**What to work on:**
From the first line to the last, copy the data exactly.

*** Records provided ***

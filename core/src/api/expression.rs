//! Compiled Safeval expressions.

use std::fmt;
use std::sync::Arc;

use tracing::{debug, warn};

use super::{EngineOptions, Error, ErrorCode};
use crate::evaluator;
use crate::parser::Program;
use crate::registry::ScopedFunctions;
use crate::values::{Context, Value};

/// A parsed expression ready for execution.
///
/// The program is immutable and shared, so a compiled expression is cheap to
/// clone and can be evaluated any number of times, from any number of
/// threads, against different contexts.
///
/// Function calls are resolved when they are evaluated: session extensions
/// first, then the engine's registry as it is at that moment.
///
/// # Example
///
/// ```
/// use safeval_core::{Context, Engine, Value};
///
/// let engine = Engine::default();
/// let expr = engine.compile("price * qty").unwrap();
///
/// let context = Context::new().with("price", 2.5).with("qty", 4);
/// assert_eq!(expr.evaluate(&context).unwrap(), Value::from(10));
/// assert_eq!(expr.evaluate(&context).unwrap(), Value::from(10));
/// ```
#[derive(Clone)]
pub struct CompiledExpression {
    program: Arc<Program>,
    source: Arc<str>,
    functions: ScopedFunctions,
    options: EngineOptions,
}

static_assertions::assert_impl_all!(CompiledExpression: Send, Sync);

impl CompiledExpression {
    /// This is called internally by `Engine::compile()` and `ExpressionBuilder::compile()`.
    pub(crate) fn new(
        program: Arc<Program>,
        source: &str,
        functions: ScopedFunctions,
        options: EngineOptions,
    ) -> Self {
        Self {
            program,
            source: Arc::from(source),
            functions,
            options,
        }
    }

    /// Evaluate against `context`.
    pub fn evaluate(&self, context: &Context) -> Result<Value, Error> {
        debug!(source = %self.source, variables = context.len(), "evaluating expression");
        evaluator::eval_with_options(
            &self.program,
            context,
            &self.functions,
            self.options.evaluator_options(),
        )
        .map_err(|e| {
            let error = Error::from(e).with_expression(&self.source);
            if error.code == ErrorCode::EvaluationTimeout {
                warn!(source = %self.source, "evaluation timed out");
            }
            error
        })
    }

    /// Evaluate against an empty context.
    pub fn evaluate_empty(&self) -> Result<Value, Error> {
        self.evaluate(&Context::new())
    }

    pub fn source(&self) -> &str {
        &self.source
    }

    pub fn program(&self) -> &Program {
        &self.program
    }

    /// The options this expression was compiled with.
    pub fn options(&self) -> &EngineOptions {
        &self.options
    }
}

impl fmt::Debug for CompiledExpression {
    fn fmt(&self, f: &mut fmt::Formatter<'_>) -> fmt::Result {
        f.debug_struct("CompiledExpression")
            .field("source", &self.source)
            .field("extensions", &self.functions.extensions.len())
            .finish()
    }
}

*** End of Records provided ***

**Answer for the task:**
filename core/src/api/expression.rs
//! Compiled Safeval expressions.

use std::fmt;
use std::sync::Arc;

use tracing::{debug, warn};

use super::{EngineOptions, Error, ErrorCode};
use crate::evaluator;
use crate::parser::Program;
use crate::registry::ScopedFunctions;
use crate::values::{Context, Value};

/// A parsed expression ready for execution.
///
/// The program is immutable and shared, so a compiled expression is cheap to
/// clone and can be evaluated any number of times, from any number of
/// threads, against different contexts.
///
/// Function calls are resolved when they are evaluated: session extensions
/// first, then the engine's registry as it is at that moment.
///
/// # Example
///
/// ```
/// use safeval_core::{Context, Engine, Value};
///
/// let engine = Engine::default();
/// let expr = engine.compile("price * qty").unwrap();
///
/// let context = Context::new().with("price", 2.5).with("qty", 4);
/// assert_eq!(expr.evaluate(&context).unwrap(), Value::from(10));
/// assert_eq!(expr.evaluate(&context).unwrap(), Value::from(10));
/// ```
#[derive(Clone)]
pub struct CompiledExpression {
    program: Arc<Program>,
    source: Arc<str>,
    functions: ScopedFunctions,
    options: EngineOptions,
}

static_assertions::assert_impl_all!(CompiledExpression: Send, Sync);

impl CompiledExpression {
    /// This is called internally by `Engine::compile()` and `ExpressionBuilder::compile()`.
    pub(crate) fn new(
        program: Arc<Program>,
        source: &str,
        functions: ScopedFunctions,
        options: EngineOptions,
    ) -> Self {
        Self {
            program,
            source: Arc::from(source),
            functions,
            options,
        }
    }

    /// Evaluate against `context`.
    pub fn evaluate(&self, context: &Context) -> Result<Value, Error> {
        debug!(source = %self.source, variables = context.len(), "evaluating expression");
        evaluator::eval_with_options(
            &self.program,
            context,
            &self.functions,
            self.options.evaluator_options(),
        )
        .map_err(|e| {
            let error = Error::from(e).with_expression(&self.source);
            if error.code == ErrorCode::EvaluationTimeout {
                warn!(source = %self.source, "evaluation timed out");
            }
            error
        })
    }

    /// Evaluate against an empty context.
    pub fn evaluate_empty(&self) -> Result<Value, Error> {
        self.evaluate(&Context::new())
    }

    pub fn source(&self) -> &str {
        &self.source
    }

    pub fn program(&self) -> &Program {
        &self.program
    }

    /// The options this expression was compiled with.
    pub fn options(&self) -> &EngineOptions {
        &self.options
    }
}

impl fmt::Debug for CompiledExpression {
    fn fmt(&self, f: &mut fmt::Formatter<'_>) -> fmt::Result {
        f.debug_struct("CompiledExpression")
            .field("source", &self.source)
            .field("extensions", &self.functions.extensions.len())
            .finish()
    }
}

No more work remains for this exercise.